I always ask my clients to describe the most powerful speech they can remember hearing from a leader. What did the leader do, I ask, that made the speech so impressive? Their answers vary, although they inevitably touch upon similar elements: the leader's sense of presence, conviction, passion, quick wit, or ready humor, ability to reach out and touch the audience, masterful delivery, and -most of all- an engaging and memorable message. In all the times I've asked the question, never once has anyone answered, "I liked how the speaker used PowerPoint."
And there's a reason for that.
Professionals and academicians often debate the merits of PowerPoint. Both sides of the argument have one thing in common: They assume its purpose is to transmit information. And that's precisely why leaders -real leaders- want little to do with it. Becaus they aren't primarily concerned with communicating information. They speak to promote a vision, a direction, or a passion. They're seeking to influence and inspire. And no one thinks PowerPoint is the way to do that.

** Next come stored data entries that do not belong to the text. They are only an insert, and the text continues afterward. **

//! End-to-end tests: parse, check or fix, then render.

use std::path::Path;

use astfix_codegen::{render, RenderError};
use astfix_core::{kind, AstNode, Config, Level, MemorySink, RuleLevel, Verbosity};
use astfix_rules::{check, fix};
use astfix_ts::TypeScriptParser;

fn parse(source: &str) -> AstNode {
    TypeScriptParser::new()
        .parse(source, Path::new("input.ts"))
        .unwrap()
}

fn fix_config() -> Config {
    Config::new()
        .with_rule("use-let-never-reassigned", RuleLevel::Warn)
        .with_rule("double-quotes", RuleLevel::Warn)
}

fn check_config(level: RuleLevel) -> Config {
    Config::new().with_rule("call-super-in-constructor", level)
}

fn fix_source(source: &str) -> AstNode {
    let root = parse(source);
    fix(&root, 0, &fix_config(), &root, &mut MemorySink::new());
    root
}

fn declaration_lists(root: &AstNode) -> Vec<String> {
    root.walk()
        .filter(|n| n.is(kind::VARIABLE_DECLARATION_LIST))
        .map(AstNode::text_owned)
        .collect()
}

const DERIVED_WITH_SUPER: &str = "\
class Dog extends Animal {
    constructor(name: string) {
        super(name);
    }
}
";

const DERIVED_WITHOUT_SUPER: &str = "\
class Dog extends Animal {
    constructor(name: string) {
        this.name = name;
    }
}
";

#[test]
fn super_call_passes_check() {
    let root = parse(DERIVED_WITH_SUPER);
    let mut sink = MemorySink::new();
    assert!(!check(&root, 0, &check_config(RuleLevel::Error), &mut sink));
    assert!(sink.lines.is_empty());
}

#[test]
fn missing_super_call_is_reported_once_at_configured_level() {
    let root = parse(DERIVED_WITHOUT_SUPER);

    let mut sink = MemorySink::new();
    assert!(check(&root, 0, &check_config(RuleLevel::Error), &mut sink));
    assert_eq!(sink.count(Level::Error), 1);
    assert_eq!(sink.lines.len(), 1);

    let mut sink = MemorySink::new();
    assert!(check(&root, 0, &check_config(RuleLevel::Warn), &mut sink));
    assert_eq!(sink.count(Level::Warn), 1);
    assert_eq!(sink.lines.len(), 1);

    let mut sink = MemorySink::new();
    assert!(!check(&root, 0, &check_config(RuleLevel::Off), &mut sink));
    assert!(sink.lines.is_empty());
}

#[test]
fn other_first_call_is_reported() {
    let source = "\
class Dog extends Animal {
    constructor() {
        console.log('init');
        super();
    }
}
";
    let mut sink = MemorySink::new();
    assert!(check(&parse(source), 0, &check_config(RuleLevel::Error), &mut sink));
}

#[test]
fn base_classes_and_empty_constructors_pass() {
    let base = "class Animal {\n    constructor() {\n        init();\n    }\n}\n";
    let empty = "class Dog extends Animal {\n    constructor() {}\n}\n";
    for source in [base, empty] {
        let mut sink = MemorySink::new();
        assert!(!check(&parse(source), 0, &check_config(RuleLevel::Error), &mut sink));
    }
}

#[test]
fn round_trip_greeting() {
    let root = fix_source("let greeting: string = \"Hello, World\";");
    insta::assert_snapshot!(render(&root).unwrap(), @"const greeting: string = 'Hello, World';");
}

#[test]
fn reassigned_let_is_kept() {
    let root = fix_source("let x = 1; x = 2;");
    assert_eq!(declaration_lists(&root), vec!["let x = 1"]);
}

#[test]
fn never_reassigned_let_becomes_const() {
    let root = fix_source("let x = 1; console.log(x);");
    assert_eq!(declaration_lists(&root), vec!["const x = 1"]);
}

#[test]
fn loop_counter_is_kept() {
    let root = fix_source("let i = 0;\nwhile (i < 3) {\n    i++;\n}\nlet done = true;\n");
    assert_eq!(declaration_lists(&root), vec!["let i = 0", "const done = true"]);
}

#[test]
fn destructuring_let_is_kept() {
    let root = fix_source("let { a } = o;\na = 2;\n");
    assert_eq!(declaration_lists(&root), vec!["let { a } = o"]);

    let root = fix_source("let [a, b] = pair;\nb = 3;\n");
    assert_eq!(declaration_lists(&root), vec!["let [a, b] = pair"]);
}

#[test]
fn uninitialized_let_is_kept() {
    let root = fix_source("let x;\nlet y: string;\nconsole.log(x, y);\n");
    assert_eq!(declaration_lists(&root), vec!["let x", "let y: string"]);
}

#[test]
fn compound_assignment_keeps_let() {
    let root = fix_source("let total = 0;\ntotal += 5;\n");
    assert_eq!(declaration_lists(&root), vec!["let total = 0"]);
}

#[test]
fn fixing_twice_is_idempotent() {
    let source = "let a = \"it's\";\nlet b = 'ok';\nb = a;\nconsole.log(\"done\");\n";
    let root = parse(source);
    let config = fix_config();

    fix(&root, 0, &config, &root, &mut MemorySink::new());
    let first: Vec<String> = root.walk().map(AstNode::text_owned).collect();

    let mut sink = MemorySink::new();
    fix(&root, 0, &config, &root, &mut sink);
    let second: Vec<String> = root.walk().map(AstNode::text_owned).collect();

    assert_eq!(first, second);
    assert_eq!(sink.count(Level::Info), 0);
    assert_eq!(declaration_lists(&root), vec!["const a = \"it's\"", "let b = 'ok'"]);
}

#[test]
fn escaped_quotes_survive_round_trip() {
    let root = fix_source("const a = \"it's\";\n");
    assert_eq!(render(&root).unwrap(), "const a = 'it\\'s';\n");
}

#[test]
fn numeric_literal_fails_render() {
    let root = fix_source("let x = 1; console.log(x);");
    assert_eq!(
        render(&root),
        Err(RenderError::UnsupportedLiteral {
            kind: kind::NUMERIC_LITERAL.to_string()
        })
    );
}

#[test]
fn literal_arguments_fail_as_unsupported_literals() {
    for source in ["console.log(1);", "let x = 'a';\nx = true;\n"] {
        let err = render(&fix_source(source)).unwrap_err();
        assert!(
            matches!(err, RenderError::UnsupportedLiteral { .. }),
            "{source}: {err:?}"
        );
    }
}

#[test]
fn expression_statements_round_trip() {
    let root = fix_source("let msg = \"hi\";\nconsole.log(msg);\n");
    insta::assert_snapshot!(render(&root).unwrap(), @r"
    const msg = 'hi';
    console.log(msg);
    ");
}

#[test]
fn traversals_visit_parents_first() {
    let root = parse(DERIVED_WITH_SUPER);
    let expected: Vec<String> = root.walk().map(|n| n.kind().to_owned()).collect();
    let kind_of = |line: &str| {
        line.trim_start()
            .trim_start_matches("Kind: ")
            .split(',')
            .next()
            .unwrap_or_default()
            .to_owned()
    };

    let config = check_config(RuleLevel::Error).with_verbosity(Verbosity::Debug);
    let mut sink = MemorySink::new();
    check(&root, 0, &config, &mut sink);
    let checked: Vec<String> = sink.at(Level::Debug).into_iter().map(kind_of).collect();
    assert_eq!(checked, expected);

    let config = fix_config().with_verbosity(Verbosity::Debug);
    let mut sink = MemorySink::new();
    fix(&root, 0, &config, &root, &mut sink);
    let fixed: Vec<String> = sink.at(Level::Debug).into_iter().map(kind_of).collect();
    assert_eq!(fixed, expected);
}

True, if you're making a report, conducting a training session, or leading a seminar, communicating information becomes more critical. But it should never be the sole or even the primary reason you're speaking. Speak like a leader and you'll present information not for its own sake, but in a way that shapes how the audience thinks about it and influences how they act on it.
Whether you like Powerpoint, Prezi, or some other visual presentation aid, remember that great presentations are built on great people - if your message is to matter to others, it will be more because of your character and story than your slide deck.